Stored data entries:
◆ ◆ ◆ ◆
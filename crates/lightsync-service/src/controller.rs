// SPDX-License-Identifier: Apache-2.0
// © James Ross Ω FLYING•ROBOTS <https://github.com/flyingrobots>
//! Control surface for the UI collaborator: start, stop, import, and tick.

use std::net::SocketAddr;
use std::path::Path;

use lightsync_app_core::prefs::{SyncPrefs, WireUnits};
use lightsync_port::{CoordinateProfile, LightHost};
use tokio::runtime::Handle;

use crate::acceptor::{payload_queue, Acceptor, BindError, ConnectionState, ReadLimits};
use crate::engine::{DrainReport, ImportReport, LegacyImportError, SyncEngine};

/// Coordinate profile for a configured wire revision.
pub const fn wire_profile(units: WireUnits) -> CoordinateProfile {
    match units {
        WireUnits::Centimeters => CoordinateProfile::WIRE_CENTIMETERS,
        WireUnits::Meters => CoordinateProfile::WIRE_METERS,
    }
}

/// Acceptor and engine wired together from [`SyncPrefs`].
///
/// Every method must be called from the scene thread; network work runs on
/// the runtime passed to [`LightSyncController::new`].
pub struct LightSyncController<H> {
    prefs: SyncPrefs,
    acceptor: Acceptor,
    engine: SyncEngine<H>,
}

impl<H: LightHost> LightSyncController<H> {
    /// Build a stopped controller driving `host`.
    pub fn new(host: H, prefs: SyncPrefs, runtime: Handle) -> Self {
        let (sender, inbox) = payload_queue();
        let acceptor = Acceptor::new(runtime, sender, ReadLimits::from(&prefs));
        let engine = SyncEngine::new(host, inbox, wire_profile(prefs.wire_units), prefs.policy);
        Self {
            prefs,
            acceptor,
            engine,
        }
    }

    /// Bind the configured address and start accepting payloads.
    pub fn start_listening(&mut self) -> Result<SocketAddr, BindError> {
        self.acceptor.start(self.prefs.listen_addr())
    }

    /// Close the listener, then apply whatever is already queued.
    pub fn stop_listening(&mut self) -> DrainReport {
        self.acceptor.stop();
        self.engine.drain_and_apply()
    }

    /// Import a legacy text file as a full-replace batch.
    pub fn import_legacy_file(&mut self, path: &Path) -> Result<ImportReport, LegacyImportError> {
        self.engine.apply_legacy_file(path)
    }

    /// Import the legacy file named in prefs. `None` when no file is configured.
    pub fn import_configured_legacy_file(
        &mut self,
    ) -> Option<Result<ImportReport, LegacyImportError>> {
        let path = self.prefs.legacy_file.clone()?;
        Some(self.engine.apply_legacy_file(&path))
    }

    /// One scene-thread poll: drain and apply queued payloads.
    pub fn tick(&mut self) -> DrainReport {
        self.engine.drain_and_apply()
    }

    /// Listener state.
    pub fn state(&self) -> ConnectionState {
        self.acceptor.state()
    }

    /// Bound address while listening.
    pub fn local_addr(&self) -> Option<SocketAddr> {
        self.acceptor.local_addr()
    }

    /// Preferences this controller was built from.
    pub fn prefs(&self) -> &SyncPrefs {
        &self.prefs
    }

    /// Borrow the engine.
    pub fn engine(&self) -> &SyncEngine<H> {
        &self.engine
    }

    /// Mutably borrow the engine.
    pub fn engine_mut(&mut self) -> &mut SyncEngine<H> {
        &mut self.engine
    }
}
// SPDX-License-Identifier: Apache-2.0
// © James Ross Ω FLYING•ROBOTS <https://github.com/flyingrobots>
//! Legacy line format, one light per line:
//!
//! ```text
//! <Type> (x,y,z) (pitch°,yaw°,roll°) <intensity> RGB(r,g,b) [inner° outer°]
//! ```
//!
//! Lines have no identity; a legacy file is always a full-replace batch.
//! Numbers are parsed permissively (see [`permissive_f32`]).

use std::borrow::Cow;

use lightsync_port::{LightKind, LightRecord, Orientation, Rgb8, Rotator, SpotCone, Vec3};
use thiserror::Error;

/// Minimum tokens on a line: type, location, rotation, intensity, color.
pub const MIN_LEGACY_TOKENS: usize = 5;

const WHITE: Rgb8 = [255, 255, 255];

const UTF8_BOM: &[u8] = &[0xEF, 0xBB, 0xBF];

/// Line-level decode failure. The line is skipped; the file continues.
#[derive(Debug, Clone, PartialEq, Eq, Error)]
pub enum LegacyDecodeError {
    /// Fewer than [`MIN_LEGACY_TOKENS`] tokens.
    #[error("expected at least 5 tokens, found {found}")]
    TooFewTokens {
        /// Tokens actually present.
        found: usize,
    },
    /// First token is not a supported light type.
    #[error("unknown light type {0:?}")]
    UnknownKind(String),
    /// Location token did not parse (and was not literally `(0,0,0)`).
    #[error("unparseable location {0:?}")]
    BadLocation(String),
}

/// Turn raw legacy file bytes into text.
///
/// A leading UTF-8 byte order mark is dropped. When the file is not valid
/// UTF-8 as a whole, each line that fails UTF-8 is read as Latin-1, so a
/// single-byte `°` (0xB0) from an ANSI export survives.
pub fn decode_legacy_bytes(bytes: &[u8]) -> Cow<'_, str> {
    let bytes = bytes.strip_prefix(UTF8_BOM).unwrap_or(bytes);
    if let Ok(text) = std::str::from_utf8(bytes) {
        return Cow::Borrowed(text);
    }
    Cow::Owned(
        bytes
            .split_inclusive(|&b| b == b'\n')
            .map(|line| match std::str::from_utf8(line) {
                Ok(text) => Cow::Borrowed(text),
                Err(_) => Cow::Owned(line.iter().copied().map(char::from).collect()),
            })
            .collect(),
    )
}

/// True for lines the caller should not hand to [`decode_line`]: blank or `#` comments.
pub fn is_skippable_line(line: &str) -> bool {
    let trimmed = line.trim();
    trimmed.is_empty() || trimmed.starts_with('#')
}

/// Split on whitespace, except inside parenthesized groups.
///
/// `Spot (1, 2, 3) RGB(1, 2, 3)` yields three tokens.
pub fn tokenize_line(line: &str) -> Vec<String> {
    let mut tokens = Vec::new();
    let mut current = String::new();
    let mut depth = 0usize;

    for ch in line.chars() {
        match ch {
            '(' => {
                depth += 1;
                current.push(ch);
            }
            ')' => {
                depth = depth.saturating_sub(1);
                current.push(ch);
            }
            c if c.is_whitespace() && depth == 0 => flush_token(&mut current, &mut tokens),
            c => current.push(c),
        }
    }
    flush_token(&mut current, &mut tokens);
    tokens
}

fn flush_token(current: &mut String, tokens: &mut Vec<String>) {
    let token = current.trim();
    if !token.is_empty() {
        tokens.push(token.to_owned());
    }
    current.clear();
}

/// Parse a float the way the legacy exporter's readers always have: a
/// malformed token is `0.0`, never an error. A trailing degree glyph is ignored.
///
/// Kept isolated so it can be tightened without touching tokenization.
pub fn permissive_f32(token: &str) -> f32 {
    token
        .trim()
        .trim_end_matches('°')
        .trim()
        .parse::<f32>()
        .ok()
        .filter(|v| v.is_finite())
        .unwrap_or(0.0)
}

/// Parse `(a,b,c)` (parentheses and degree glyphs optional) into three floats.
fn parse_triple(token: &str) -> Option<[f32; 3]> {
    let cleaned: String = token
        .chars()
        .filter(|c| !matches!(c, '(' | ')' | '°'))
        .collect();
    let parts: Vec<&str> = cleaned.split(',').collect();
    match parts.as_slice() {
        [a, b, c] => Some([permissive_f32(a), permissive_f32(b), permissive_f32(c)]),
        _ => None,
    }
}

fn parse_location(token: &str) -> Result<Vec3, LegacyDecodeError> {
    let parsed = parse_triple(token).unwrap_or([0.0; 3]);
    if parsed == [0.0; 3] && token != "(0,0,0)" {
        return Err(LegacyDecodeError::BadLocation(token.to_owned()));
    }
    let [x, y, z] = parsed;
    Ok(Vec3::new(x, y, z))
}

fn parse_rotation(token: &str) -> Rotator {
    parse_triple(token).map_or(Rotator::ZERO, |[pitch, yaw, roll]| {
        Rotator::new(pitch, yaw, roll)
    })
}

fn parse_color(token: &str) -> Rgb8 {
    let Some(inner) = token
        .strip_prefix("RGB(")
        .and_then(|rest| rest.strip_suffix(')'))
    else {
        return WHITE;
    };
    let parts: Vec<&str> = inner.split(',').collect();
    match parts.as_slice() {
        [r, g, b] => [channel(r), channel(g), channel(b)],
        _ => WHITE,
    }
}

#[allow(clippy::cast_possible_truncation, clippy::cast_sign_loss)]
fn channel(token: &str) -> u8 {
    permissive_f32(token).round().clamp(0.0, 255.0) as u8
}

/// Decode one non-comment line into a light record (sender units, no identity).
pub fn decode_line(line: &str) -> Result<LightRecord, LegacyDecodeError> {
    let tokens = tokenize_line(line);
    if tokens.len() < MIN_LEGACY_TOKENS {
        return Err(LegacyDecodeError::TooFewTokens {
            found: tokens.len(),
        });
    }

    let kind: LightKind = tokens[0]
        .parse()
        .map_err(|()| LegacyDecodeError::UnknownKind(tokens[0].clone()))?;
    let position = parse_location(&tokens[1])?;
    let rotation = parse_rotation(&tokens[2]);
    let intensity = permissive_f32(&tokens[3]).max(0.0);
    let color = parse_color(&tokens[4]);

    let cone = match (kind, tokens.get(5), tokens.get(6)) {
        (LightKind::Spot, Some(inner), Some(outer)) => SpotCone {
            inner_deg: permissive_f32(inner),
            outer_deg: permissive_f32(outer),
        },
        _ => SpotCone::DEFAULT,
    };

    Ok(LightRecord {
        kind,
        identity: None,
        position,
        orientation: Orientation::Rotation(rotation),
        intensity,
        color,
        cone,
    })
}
◆ ◆ ◆ ◆
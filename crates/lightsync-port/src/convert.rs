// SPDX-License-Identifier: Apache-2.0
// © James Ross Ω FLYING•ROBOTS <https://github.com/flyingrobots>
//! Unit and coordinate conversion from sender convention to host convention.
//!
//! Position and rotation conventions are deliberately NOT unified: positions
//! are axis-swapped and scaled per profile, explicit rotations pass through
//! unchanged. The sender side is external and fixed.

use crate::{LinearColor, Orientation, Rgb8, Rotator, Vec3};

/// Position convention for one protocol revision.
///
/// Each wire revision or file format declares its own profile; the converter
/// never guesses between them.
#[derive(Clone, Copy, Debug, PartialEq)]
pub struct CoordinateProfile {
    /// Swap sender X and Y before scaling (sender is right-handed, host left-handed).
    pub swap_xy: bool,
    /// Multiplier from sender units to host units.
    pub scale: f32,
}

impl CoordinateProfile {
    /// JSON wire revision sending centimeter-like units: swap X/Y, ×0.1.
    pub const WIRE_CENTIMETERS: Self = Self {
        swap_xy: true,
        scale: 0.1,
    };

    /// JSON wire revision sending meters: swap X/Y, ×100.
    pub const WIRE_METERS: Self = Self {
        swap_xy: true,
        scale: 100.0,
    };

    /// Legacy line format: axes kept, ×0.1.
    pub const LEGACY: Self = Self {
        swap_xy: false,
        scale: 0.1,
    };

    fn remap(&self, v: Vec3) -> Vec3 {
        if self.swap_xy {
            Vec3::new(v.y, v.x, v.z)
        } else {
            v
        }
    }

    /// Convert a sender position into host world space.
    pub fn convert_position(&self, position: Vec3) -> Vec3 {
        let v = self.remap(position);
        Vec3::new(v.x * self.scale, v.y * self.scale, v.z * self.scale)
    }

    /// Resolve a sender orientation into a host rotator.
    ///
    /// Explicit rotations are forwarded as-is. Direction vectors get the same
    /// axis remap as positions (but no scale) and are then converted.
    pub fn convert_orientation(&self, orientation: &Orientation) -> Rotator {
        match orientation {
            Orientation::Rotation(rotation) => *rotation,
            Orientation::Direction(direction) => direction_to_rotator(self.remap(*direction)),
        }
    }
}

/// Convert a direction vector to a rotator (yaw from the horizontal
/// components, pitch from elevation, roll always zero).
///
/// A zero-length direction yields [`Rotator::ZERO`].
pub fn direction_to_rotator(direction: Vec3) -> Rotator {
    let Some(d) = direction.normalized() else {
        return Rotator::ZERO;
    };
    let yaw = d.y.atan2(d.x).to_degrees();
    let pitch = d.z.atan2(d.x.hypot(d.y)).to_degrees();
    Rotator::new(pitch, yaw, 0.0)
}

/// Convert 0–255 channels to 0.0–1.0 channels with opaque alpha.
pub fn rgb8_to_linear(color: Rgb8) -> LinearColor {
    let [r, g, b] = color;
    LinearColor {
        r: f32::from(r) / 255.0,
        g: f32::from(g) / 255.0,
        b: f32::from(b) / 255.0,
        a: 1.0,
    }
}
◆ ◆ ◆ ◆
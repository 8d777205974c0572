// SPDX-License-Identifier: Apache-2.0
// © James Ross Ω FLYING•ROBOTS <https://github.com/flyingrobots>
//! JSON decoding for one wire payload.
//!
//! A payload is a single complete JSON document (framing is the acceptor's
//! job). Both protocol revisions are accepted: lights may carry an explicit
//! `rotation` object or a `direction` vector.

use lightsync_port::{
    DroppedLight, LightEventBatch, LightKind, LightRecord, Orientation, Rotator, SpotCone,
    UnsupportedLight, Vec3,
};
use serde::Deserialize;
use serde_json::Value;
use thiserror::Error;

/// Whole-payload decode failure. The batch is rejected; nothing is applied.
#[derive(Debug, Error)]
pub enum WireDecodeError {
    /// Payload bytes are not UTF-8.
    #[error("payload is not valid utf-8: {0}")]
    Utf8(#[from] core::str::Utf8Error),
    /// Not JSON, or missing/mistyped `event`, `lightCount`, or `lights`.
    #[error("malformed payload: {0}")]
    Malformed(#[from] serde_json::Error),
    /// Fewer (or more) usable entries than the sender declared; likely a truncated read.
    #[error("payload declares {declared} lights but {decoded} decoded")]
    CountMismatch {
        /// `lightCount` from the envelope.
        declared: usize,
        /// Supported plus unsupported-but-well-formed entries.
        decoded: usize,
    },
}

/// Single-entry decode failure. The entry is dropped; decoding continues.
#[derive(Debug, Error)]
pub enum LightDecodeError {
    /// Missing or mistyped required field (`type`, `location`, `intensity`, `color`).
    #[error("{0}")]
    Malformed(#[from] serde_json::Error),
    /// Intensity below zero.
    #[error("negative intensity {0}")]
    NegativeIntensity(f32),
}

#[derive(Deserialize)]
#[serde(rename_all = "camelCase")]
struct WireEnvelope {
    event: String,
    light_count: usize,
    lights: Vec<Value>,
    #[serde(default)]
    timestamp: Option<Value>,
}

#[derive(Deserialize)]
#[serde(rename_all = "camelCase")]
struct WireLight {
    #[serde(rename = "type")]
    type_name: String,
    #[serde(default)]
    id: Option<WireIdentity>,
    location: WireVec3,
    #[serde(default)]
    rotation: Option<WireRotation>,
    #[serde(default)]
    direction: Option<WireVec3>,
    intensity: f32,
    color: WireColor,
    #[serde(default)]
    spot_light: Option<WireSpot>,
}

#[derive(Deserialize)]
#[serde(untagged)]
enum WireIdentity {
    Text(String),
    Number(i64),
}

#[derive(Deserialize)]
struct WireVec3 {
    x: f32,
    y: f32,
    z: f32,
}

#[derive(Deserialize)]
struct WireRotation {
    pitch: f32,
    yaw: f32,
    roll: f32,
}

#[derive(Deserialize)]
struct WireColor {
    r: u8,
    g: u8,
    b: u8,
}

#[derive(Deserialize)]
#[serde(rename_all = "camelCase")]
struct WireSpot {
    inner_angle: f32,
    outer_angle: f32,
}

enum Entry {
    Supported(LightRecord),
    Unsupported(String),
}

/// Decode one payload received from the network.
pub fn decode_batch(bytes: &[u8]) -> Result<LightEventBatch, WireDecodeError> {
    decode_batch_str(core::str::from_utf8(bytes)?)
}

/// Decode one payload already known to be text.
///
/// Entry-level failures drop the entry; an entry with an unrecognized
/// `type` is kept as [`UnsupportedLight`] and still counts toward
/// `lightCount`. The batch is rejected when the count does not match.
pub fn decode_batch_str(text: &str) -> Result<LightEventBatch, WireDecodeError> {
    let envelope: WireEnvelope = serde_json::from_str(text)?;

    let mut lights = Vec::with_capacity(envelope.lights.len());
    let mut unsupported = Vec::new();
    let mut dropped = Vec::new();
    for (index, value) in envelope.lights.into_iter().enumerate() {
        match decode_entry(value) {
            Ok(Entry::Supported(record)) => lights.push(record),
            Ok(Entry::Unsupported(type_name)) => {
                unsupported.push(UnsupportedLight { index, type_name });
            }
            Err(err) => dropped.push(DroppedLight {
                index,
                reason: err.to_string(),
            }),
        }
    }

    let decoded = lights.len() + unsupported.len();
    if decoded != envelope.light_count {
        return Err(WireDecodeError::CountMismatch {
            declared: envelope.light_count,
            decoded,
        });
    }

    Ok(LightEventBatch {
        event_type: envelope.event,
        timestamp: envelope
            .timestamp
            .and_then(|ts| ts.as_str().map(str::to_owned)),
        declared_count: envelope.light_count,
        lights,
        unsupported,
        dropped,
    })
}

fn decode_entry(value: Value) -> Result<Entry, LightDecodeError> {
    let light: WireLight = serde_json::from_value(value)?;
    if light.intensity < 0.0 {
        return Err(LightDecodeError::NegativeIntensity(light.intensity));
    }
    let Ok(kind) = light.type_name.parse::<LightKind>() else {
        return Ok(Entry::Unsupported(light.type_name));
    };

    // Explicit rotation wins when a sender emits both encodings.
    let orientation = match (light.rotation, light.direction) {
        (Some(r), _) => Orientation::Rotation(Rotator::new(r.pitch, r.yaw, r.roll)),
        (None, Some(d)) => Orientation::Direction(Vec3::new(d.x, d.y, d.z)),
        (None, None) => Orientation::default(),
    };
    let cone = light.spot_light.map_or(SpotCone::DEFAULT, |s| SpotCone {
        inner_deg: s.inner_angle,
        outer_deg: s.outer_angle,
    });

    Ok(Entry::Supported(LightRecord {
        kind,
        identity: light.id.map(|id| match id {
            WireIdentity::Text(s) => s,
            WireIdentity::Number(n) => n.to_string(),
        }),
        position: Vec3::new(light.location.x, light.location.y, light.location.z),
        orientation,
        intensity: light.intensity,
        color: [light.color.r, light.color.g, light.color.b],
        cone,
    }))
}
◆ ◆ ◆ ◆
Taking the entries above, print exactly the lines starting at the line with "bytes into text." and ending at the line with "True for lines", both included.

REPLY TO THE TASK:
/// Turn raw legacy file bytes into text.
///
/// A leading UTF-8 byte order mark is dropped. When the file is not valid
/// UTF-8 as a whole, each line that fails UTF-8 is read as Latin-1, so a
/// single-byte `°` (0xB0) from an ANSI export survives.
pub fn decode_legacy_bytes(bytes: &[u8]) -> Cow<'_, str> {
    let bytes = bytes.strip_prefix(UTF8_BOM).unwrap_or(bytes);
    if let Ok(text) = std::str::from_utf8(bytes) {
        return Cow::Borrowed(text);
    }
    Cow::Owned(
        bytes
            .split_inclusive(|&b| b == b'\n')
            .map(|line| match std::str::from_utf8(line) {
                Ok(text) => Cow::Borrowed(text),
                Err(_) => Cow::Owned(line.iter().copied().map(char::from).collect()),
            })
            .collect(),
    )
}

/// True for lines the caller should not hand to [`decode_line`]: blank or `#` comments.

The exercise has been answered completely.